> _The data_
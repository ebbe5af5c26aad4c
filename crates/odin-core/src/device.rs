//! Device snapshot types and listing parsers.

use std::fmt;

use chrono::{DateTime, Utc};

/// Personality the attached device currently exposes.
#[derive(Debug, Clone, Copy, PartialEq, Eq, Hash)]
pub enum ConnectionMode {
    /// Debug bridge (system, recovery or sideload).
    Adb,
    /// Bootloader protocol.
    Fastboot,
    /// Vendor download mode.
    DownloadMode,
    /// Nothing attached.
    None,
}

impl fmt::Display for ConnectionMode {
    fn fmt(&self, f: &mut fmt::Formatter<'_>) -> fmt::Result {
        match self {
            ConnectionMode::Adb => write!(f, "ADB"),
            ConnectionMode::Fastboot => write!(f, "Fastboot"),
            ConnectionMode::DownloadMode => write!(f, "Download Mode"),
            ConnectionMode::None => write!(f, "None"),
        }
    }
}

/// The one logical device on the port. Replaced wholesale on every poll.
#[derive(Debug, Clone, PartialEq, Eq)]
pub struct Device {
    /// Transport identifier (serial or USB path). Empty when disconnected.
    pub id: String,
    pub mode: ConnectionMode,
    /// When the device was last observed by a probe.
    pub last_seen: Option<DateTime<Utc>>,
}

impl Device {
    pub fn connected(id: impl Into<String>, mode: ConnectionMode) -> Self {
        Self {
            id: id.into(),
            mode,
            last_seen: Some(Utc::now()),
        }
    }

    /// Absent device, remembering when one was last seen.
    pub fn disconnected(last_seen: Option<DateTime<Utc>>) -> Self {
        Self {
            id: String::new(),
            mode: ConnectionMode::None,
            last_seen,
        }
    }

    pub fn is_connected(&self) -> bool {
        self.mode != ConnectionMode::None
    }
}

impl Default for Device {
    fn default() -> Self {
        Self::disconnected(None)
    }
}

impl fmt::Display for Device {
    fn fmt(&self, f: &mut fmt::Formatter<'_>) -> fmt::Result {
        if self.is_connected() {
            write!(f, "Device: {} ({})", self.id, self.mode)
        } else {
            write!(f, "Device Not Connected")
        }
    }
}

/// adb states that mean the device cannot take commands.
const UNUSABLE_STATES: &[&str] = &["offline", "no", "unknown"];

/// Extract the device id from a tool's device listing.
///
/// Only the first data row counts. Header lines (`List of devices attached`)
/// and adb daemon chatter (`* daemon started successfully`) are skipped.
pub fn parse_listing(stdout: &str) -> Option<String> {
    let row = stdout
        .lines()
        .map(str::trim)
        .find(|line| !line.is_empty() && !is_header(line))?;

    let mut tokens = row.split_whitespace();
    let id = tokens.next()?;
    if let Some(state) = tokens.next()
        && UNUSABLE_STATES.contains(&state)
    {
        return None;
    }
    Some(id.to_string())
}

fn is_header(line: &str) -> bool {
    line.starts_with("List of devices") || line.starts_with('*') || line.starts_with("adb server")
}

#[cfg(test)]
mod tests {
    use super::*;

    #[test]
    fn test_parse_adb_listing() {
        let out = "List of devices attached\nR58M123ABC\tdevice\n\n";
        assert_eq!(parse_listing(out).as_deref(), Some("R58M123ABC"));
    }

    #[test]
    fn test_parse_adb_listing_with_daemon_chatter() {
        let out = "* daemon not running; starting now at tcp:5037\n\
                   * daemon started successfully\n\
                   List of devices attached\n\
                   R58M123ABC\trecovery\n";
        assert_eq!(parse_listing(out).as_deref(), Some("R58M123ABC"));
    }

    #[test]
    fn test_parse_empty_listing() {
        assert_eq!(parse_listing("List of devices attached\n\n"), None);
        assert_eq!(parse_listing(""), None);
    }

    #[test]
    fn test_parse_fastboot_listing() {
        assert_eq!(
            parse_listing("R58M123ABC\tfastboot\n").as_deref(),
            Some("R58M123ABC")
        );
    }

    #[test]
    fn test_parse_download_mode_listing() {
        assert_eq!(
            parse_listing("/dev/bus/usb/001/012\n").as_deref(),
            Some("/dev/bus/usb/001/012")
        );
    }

    #[test]
    fn test_offline_device_is_absent() {
        assert_eq!(
            parse_listing("List of devices attached\nR58M123ABC\toffline\n"),
            None
        );
    }

    #[test]
    fn test_device_display() {
        let dev = Device::connected("R58M", ConnectionMode::Adb);
        assert_eq!(dev.to_string(), "Device: R58M (ADB)");
        assert_eq!(Device::default().to_string(), "Device Not Connected");
    }
}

> _Description of the task_
Working from the entries above, filter out every line that lacks "lines" and copy what remains.

> _Written answer_
/// Only the first data row counts. Header lines (`List of devices attached`)
        .lines()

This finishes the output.